++++ Data for the task ++++

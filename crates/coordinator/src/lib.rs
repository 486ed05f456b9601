//! # vault-coordinator
//!
//! Tracks the lifecycle of vault operations per network.
//!
//! [`ChainTransactionCoordinator`] is a synchronous state machine holding one
//! [`TransactionState`] per [`NetworkId`](vault_primitives::NetworkId). [`VaultSession`] drives
//! it against the collaborator traits in [`collaborators`]: it runs the pre-flight checks,
//! submits, waits for inclusion and finality, sleeps through the settle delay and lets the
//! coordinator signal the balance refresh.

#![cfg_attr(not(test), warn(unused_crate_dependencies))]

#[macro_use]
extern crate tracing;

pub mod bindings;
pub mod collaborators;
pub use collaborators::{
    ContractCall, ContractCaller, Erc20Metadata, HandleWatcher, Inclusion, TokenMetadataSource,
};

mod coordinator;
pub use coordinator::{ChainTransactionCoordinator, Confirmation};

mod error;
pub use error::{CallError, CoordinatorError, SessionError, TxError};

mod observer;
pub use observer::{TracingObserver, TxEvent, TxObserver};

mod session;
pub use session::{Balance, Collaborators, MAX_BATCH_TOKENS, OperationOutcome, VaultSession};

mod state;
pub use state::{PendingApproval, TransactionState, TxPhase};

++++

Repeat the entries above exactly, from the first line through the line containing "extern crate tracing;".

filename crates/coordinator/src/lib.rs
repository 486ed05f456b9601
//! # vault-coordinator
//!
//! Tracks the lifecycle of vault operations per network.
//!
//! [`ChainTransactionCoordinator`] is a synchronous state machine holding one
//! [`TransactionState`] per [`NetworkId`](vault_primitives::NetworkId). [`VaultSession`] drives
//! it against the collaborator traits in [`collaborators`]: it runs the pre-flight checks,
//! submits, waits for inclusion and finality, sleeps through the settle delay and lets the
//! coordinator signal the balance refresh.

#![cfg_attr(not(test), warn(unused_crate_dependencies))]

#[macro_use]
extern crate tracing;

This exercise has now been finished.